(Source records Opens)
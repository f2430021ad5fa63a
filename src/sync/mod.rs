//! Seam for the sync installer: the collaborator that wires a connected
//! account up to the event-sync pipeline.
//!
//! The provisioning engine only ever sees the [`SyncInstaller`] trait with a
//! single `install(access_token)` entrypoint. The shipped implementation
//! registers a webhook endpoint on the connected account directly against the
//! platform API, with the API version pinned as first-class configuration:
//! events must arrive in a schema the sync pipeline was built for, regardless
//! of the account's default version.

use std::time::Duration;

use anyhow::{bail, Result};
use async_trait::async_trait;
use reqwest::{Client as HttpClient, StatusCode};

/// API version pinned on created webhook endpoints.
pub const DEFAULT_API_VERSION: &str = "2024-06-20";

/// Events the sync pipeline consumes.
pub const ENABLED_EVENTS: &[&str] = &[
    "charge.captured",
    "charge.failed",
    "charge.refunded",
    "charge.succeeded",
    "customer.created",
    "customer.deleted",
    "customer.updated",
    "customer.subscription.created",
    "customer.subscription.deleted",
    "customer.subscription.updated",
    "invoice.created",
    "invoice.finalized",
    "invoice.paid",
    "invoice.payment_failed",
    "invoice.updated",
    "payment_intent.succeeded",
    "price.created",
    "price.updated",
    "product.created",
    "product.updated",
];

#[async_trait]
pub trait SyncInstaller: Send + Sync {
    /// Install the sync artifacts on the connected account. The access token
    /// is used for this call only and never stored.
    async fn install(&self, access_token: &str) -> Result<()>;
}

/// What one installation attempt produced.
#[derive(Debug, PartialEq, Eq)]
enum AttemptOutcome {
    Installed,
    /// Worth another attempt if the budget allows: the platform was
    /// unreachable, overloaded, or rate limiting.
    Retry(String),
    /// Another attempt would fail the same way; give up now.
    Abort(String),
}

/// Classify the platform's answer to a webhook-endpoint creation.
fn classify_attempt(status: StatusCode) -> AttemptOutcome {
    if status.is_success() {
        return AttemptOutcome::Installed;
    }
    let message = format!(
        "webhook endpoint creation returned status {}",
        status.as_u16()
    );
    if status.is_server_error() || status == StatusCode::TOO_MANY_REQUESTS {
        AttemptOutcome::Retry(message)
    } else {
        AttemptOutcome::Abort(message)
    }
}

/// Delay before the attempt after `failed_attempts` failures: the initial
/// backoff, doubled each round (5 s, 10 s, 20 s, …).
fn backoff_delay(initial: Duration, failed_attempts: u32) -> Duration {
    initial.saturating_mul(2u32.saturating_pow(failed_attempts.saturating_sub(1)))
}

pub struct WebhookSyncInstallerConfig {
    pub http: HttpClient,
    /// Platform API base.
    pub api_url: String,
    /// Where the created webhook endpoint delivers events.
    pub webhook_url: String,
    pub api_version: String,
    /// Attempt budget per `install` call. The provisioning engine passes 1 so
    /// control returns to the state machine quickly; a standalone caller may
    /// allow more.
    pub max_attempts: u32,
    pub initial_backoff: Duration,
}

pub struct WebhookSyncInstaller {
    http: HttpClient,
    api_url: String,
    webhook_url: String,
    api_version: String,
    max_attempts: u32,
    initial_backoff: Duration,
}

impl WebhookSyncInstaller {
    pub fn new(config: WebhookSyncInstallerConfig) -> Self {
        Self {
            http: config.http,
            api_url: config.api_url,
            webhook_url: config.webhook_url,
            api_version: config.api_version,
            max_attempts: config.max_attempts.max(1),
            initial_backoff: config.initial_backoff,
        }
    }

    async fn create_webhook_endpoint(&self, access_token: &str) -> AttemptOutcome {
        let mut form: Vec<(String, String)> = vec![
            ("url".to_string(), self.webhook_url.clone()),
            ("api_version".to_string(), self.api_version.clone()),
        ];
        for (i, event) in ENABLED_EVENTS.iter().enumerate() {
            form.push((format!("enabled_events[{i}]"), (*event).to_string()));
        }

        let response = match self
            .http
            .post(format!("{}/v1/webhook_endpoints", self.api_url))
            .bearer_auth(access_token)
            .form(&form)
            .send()
            .await
        {
            Ok(response) => response,
            Err(e) => return AttemptOutcome::Retry(format!("request failed: {e}")),
        };

        classify_attempt(response.status())
    }
}

#[async_trait]
impl SyncInstaller for WebhookSyncInstaller {
    async fn install(&self, access_token: &str) -> Result<()> {
        let mut attempt = 0;
        loop {
            attempt += 1;
            match self.create_webhook_endpoint(access_token).await {
                AttemptOutcome::Installed => {
                    tracing::info!(attempt, "sync installer registered webhook endpoint");
                    return Ok(());
                }
                AttemptOutcome::Retry(message) if attempt < self.max_attempts => {
                    let delay = backoff_delay(self.initial_backoff, attempt);
                    tracing::warn!(
                        attempt,
                        %message,
                        delay_secs = delay.as_secs(),
                        "sync install attempt failed, backing off"
                    );
                    tokio::time::sleep(delay).await;
                }
                AttemptOutcome::Retry(message) | AttemptOutcome::Abort(message) => {
                    bail!("sync install failed: {message}");
                }
            }
        }
    }
}

#[cfg(test)]
mod tests {
    use super::*;

    fn classify(status: u16) -> AttemptOutcome {
        classify_attempt(StatusCode::from_u16(status).unwrap())
    }

    #[test]
    fn success_statuses_install() {
        assert_eq!(classify(200), AttemptOutcome::Installed);
        assert_eq!(classify(201), AttemptOutcome::Installed);
    }

    #[test]
    fn server_errors_are_retriable() {
        for status in [500, 502, 503, 504] {
            match classify(status) {
                AttemptOutcome::Retry(message) => {
                    assert!(message.contains(&status.to_string()));
                }
                other => panic!("{status} classified as {other:?}"),
            }
        }
    }

    #[test]
    fn rate_limiting_is_retriable() {
        assert!(matches!(classify(429), AttemptOutcome::Retry(_)));
    }

    #[test]
    fn client_errors_abort() {
        // A bad token or a rejected parameter will not get better by waiting.
        for status in [400, 401, 403, 404, 422] {
            match classify(status) {
                AttemptOutcome::Abort(message) => {
                    assert!(message.contains(&status.to_string()));
                }
                other => panic!("{status} classified as {other:?}"),
            }
        }
    }

    #[test]
    fn backoff_doubles_per_failed_attempt() {
        let initial = Duration::from_secs(5);
        assert_eq!(backoff_delay(initial, 1), Duration::from_secs(5));
        assert_eq!(backoff_delay(initial, 2), Duration::from_secs(10));
        assert_eq!(backoff_delay(initial, 3), Duration::from_secs(20));
        assert_eq!(backoff_delay(initial, 4), Duration::from_secs(40));
    }

    #[test]
    fn backoff_does_not_overflow() {
        let initial = Duration::from_secs(5);
        // Far beyond any sane attempt budget; must clamp, not panic.
        let delay = backoff_delay(initial, 200);
        assert!(delay >= backoff_delay(initial, 199));
    }

    #[test]
    fn attempt_budget_floor_is_one() {
        let installer = WebhookSyncInstaller::new(WebhookSyncInstallerConfig {
            http: HttpClient::new(),
            api_url: "https://api.example.com".to_string(),
            webhook_url: "https://sync.example.com/api/webhooks".to_string(),
            api_version: DEFAULT_API_VERSION.to_string(),
            max_attempts: 0,
            initial_backoff: Duration::from_secs(5),
        });
        assert_eq!(installer.max_attempts, 1);
    }
}
//! One-shot token sweep for external schedulers: select near-expiry
//! connections, refresh them with rotation, print a redacted summary as JSON
//! and exit. `SWEEP_FORCE_ALL=1` widens the selection to every stored
//! connection; `SWEEP_DRY_RUN=1` reports what would happen without touching
//! upstream or the vault.

use std::sync::Arc;

use anyhow::{Context, Result};
use tracing_subscriber::{layer::SubscriberExt, util::SubscriberInitExt};

use stripe_sync_backend::crypto::TokenCipher;
use stripe_sync_backend::db;
use stripe_sync_backend::oauth::tokens::TokenService;
use stripe_sync_backend::settings::Settings;
use stripe_sync_backend::stripe::{
    self, ModeCredentials, StripeOAuthClient, StripeOAuthConfig,
};
use stripe_sync_backend::sweeper::{run_sweep, SweepOptions};

fn env_flag(name: &str) -> bool {
    std::env::var(name)
        .map(|v| v == "1" || v.eq_ignore_ascii_case("true"))
        .unwrap_or(false)
}

#[tokio::main]
async fn main() -> Result<()> {
    tracing_subscriber::registry()
        .with(tracing_subscriber::EnvFilter::new(
            std::env::var("RUST_LOG").unwrap_or_else(|_| "info".into()),
        ))
        .with(tracing_subscriber::fmt::layer())
        .init();

    let settings = Settings::new().context("Failed to load configuration")?;
    let pool = db::connect(&settings.database_url).await?;

    let cipher = Arc::new(
        TokenCipher::from_hex_key(&settings.encryption_key).context("Invalid ENCRYPTION_KEY")?,
    );
    let stripe_client = Arc::new(StripeOAuthClient::new(StripeOAuthConfig {
        http: reqwest::Client::new(),
        token_url: settings
            .stripe_token_url
            .clone()
            .unwrap_or_else(|| stripe::DEFAULT_TOKEN_URL.to_string()),
        authorize_url: settings
            .stripe_authorize_url
            .clone()
            .unwrap_or_else(|| stripe::DEFAULT_AUTHORIZE_URL.to_string()),
        redirect_uri: settings.redirect_uri(),
        test: ModeCredentials {
            client_id: settings.stripe_app_client_id_test.clone(),
            secret_key: settings.stripe_secret_key_test.clone(),
        },
        live: ModeCredentials {
            client_id: settings.stripe_app_client_id_live.clone(),
            secret_key: settings.stripe_secret_key_live.clone(),
        },
    }));
    let tokens = Arc::new(TokenService::new(pool.clone(), cipher, stripe_client));

    let options = SweepOptions {
        force_all: env_flag("SWEEP_FORCE_ALL"),
        dry_run: env_flag("SWEEP_DRY_RUN"),
    };
    let summary = run_sweep(&pool, tokens, options).await?;
    println!("{}", serde_json::to_string_pretty(&summary)?);
    Ok(())
}
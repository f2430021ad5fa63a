use axum::{
    routing::{delete, get, post},
    Router,
};

use super::handlers;
use crate::state::AppState;

pub fn routes() -> Router<AppState> {
    Router::new()
        .route("/status", get(handlers::status))
        .route("/provision", post(handlers::provision))
        .route("/provision", delete(handlers::deprovision))
        .route("/connection", delete(handlers::disconnect))
}
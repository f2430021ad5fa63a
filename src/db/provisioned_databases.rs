use anyhow::{Context, Result};
use sqlx::PgPool;

use crate::db::models::{InstallStatus, InstallStep, ProvisionedDatabase};

const PROVISION_COLUMNS: &str = "stripe_account_id, project_ref, db_password_ct, \
    connection_host, region, install_status, install_step, error_message, \
    created_at, updated_at";

/// Payload for [`insert`]; the row starts at `pending` / `create_project`.
#[derive(Debug)]
pub struct NewProvisionedDatabase {
    pub stripe_account_id: String,
    pub project_ref: String,
    pub db_password_ct: String,
    pub connection_host: String,
    pub region: String,
}

pub async fn insert(pool: &PgPool, input: &NewProvisionedDatabase) -> Result<ProvisionedDatabase> {
    let query = format!(
        "INSERT INTO provisioned_databases
            (stripe_account_id, project_ref, db_password_ct, connection_host, region,
             install_status, install_step)
         VALUES ($1, $2, $3, $4, $5, $6, $7)
         RETURNING {PROVISION_COLUMNS}"
    );
    let row = sqlx::query_as::<_, ProvisionedDatabase>(&query)
        .bind(&input.stripe_account_id)
        .bind(&input.project_ref)
        .bind(&input.db_password_ct)
        .bind(&input.connection_host)
        .bind(&input.region)
        .bind(InstallStatus::Pending)
        .bind(InstallStep::CreateProject)
        .fetch_one(pool)
        .await
        .context("Failed to insert provisioned database row")?;
    Ok(row)
}

pub async fn get(pool: &PgPool, stripe_account_id: &str) -> Result<Option<ProvisionedDatabase>> {
    let query = format!(
        "SELECT {PROVISION_COLUMNS} FROM provisioned_databases WHERE stripe_account_id = $1"
    );
    let row = sqlx::query_as::<_, ProvisionedDatabase>(&query)
        .bind(stripe_account_id)
        .fetch_optional(pool)
        .await
        .context("Failed to get provisioned database row")?;
    Ok(row)
}

/// Write a state transition. Every call stamps `updated_at`, which the engine
/// reads back as "when this state was entered" for its wall-clock timeouts.
pub async fn set_state(
    pool: &PgPool,
    stripe_account_id: &str,
    status: InstallStatus,
    step: Option<InstallStep>,
    error_message: Option<&str>,
) -> Result<bool> {
    let result = sqlx::query(
        "UPDATE provisioned_databases
         SET install_status = $2,
             install_step = $3,
             error_message = $4,
             updated_at = NOW()
         WHERE stripe_account_id = $1",
    )
    .bind(stripe_account_id)
    .bind(status)
    .bind(step)
    .bind(error_message)
    .execute(pool)
    .await
    .context("Failed to update provisioning state")?;
    Ok(result.rows_affected() > 0)
}

pub async fn delete(pool: &PgPool, stripe_account_id: &str) -> Result<bool> {
    let result = sqlx::query("DELETE FROM provisioned_databases WHERE stripe_account_id = $1")
        .bind(stripe_account_id)
        .execute(pool)
        .await
        .context("Failed to delete provisioned database row")?;
    Ok(result.rows_affected() > 0)
}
(Source records Closes)
What is being asked: List each line of the entries that holds the string "pinned".

Output of the exercise:
//! platform API, with the API version pinned as first-class configuration:
/// API version pinned on created webhook endpoints.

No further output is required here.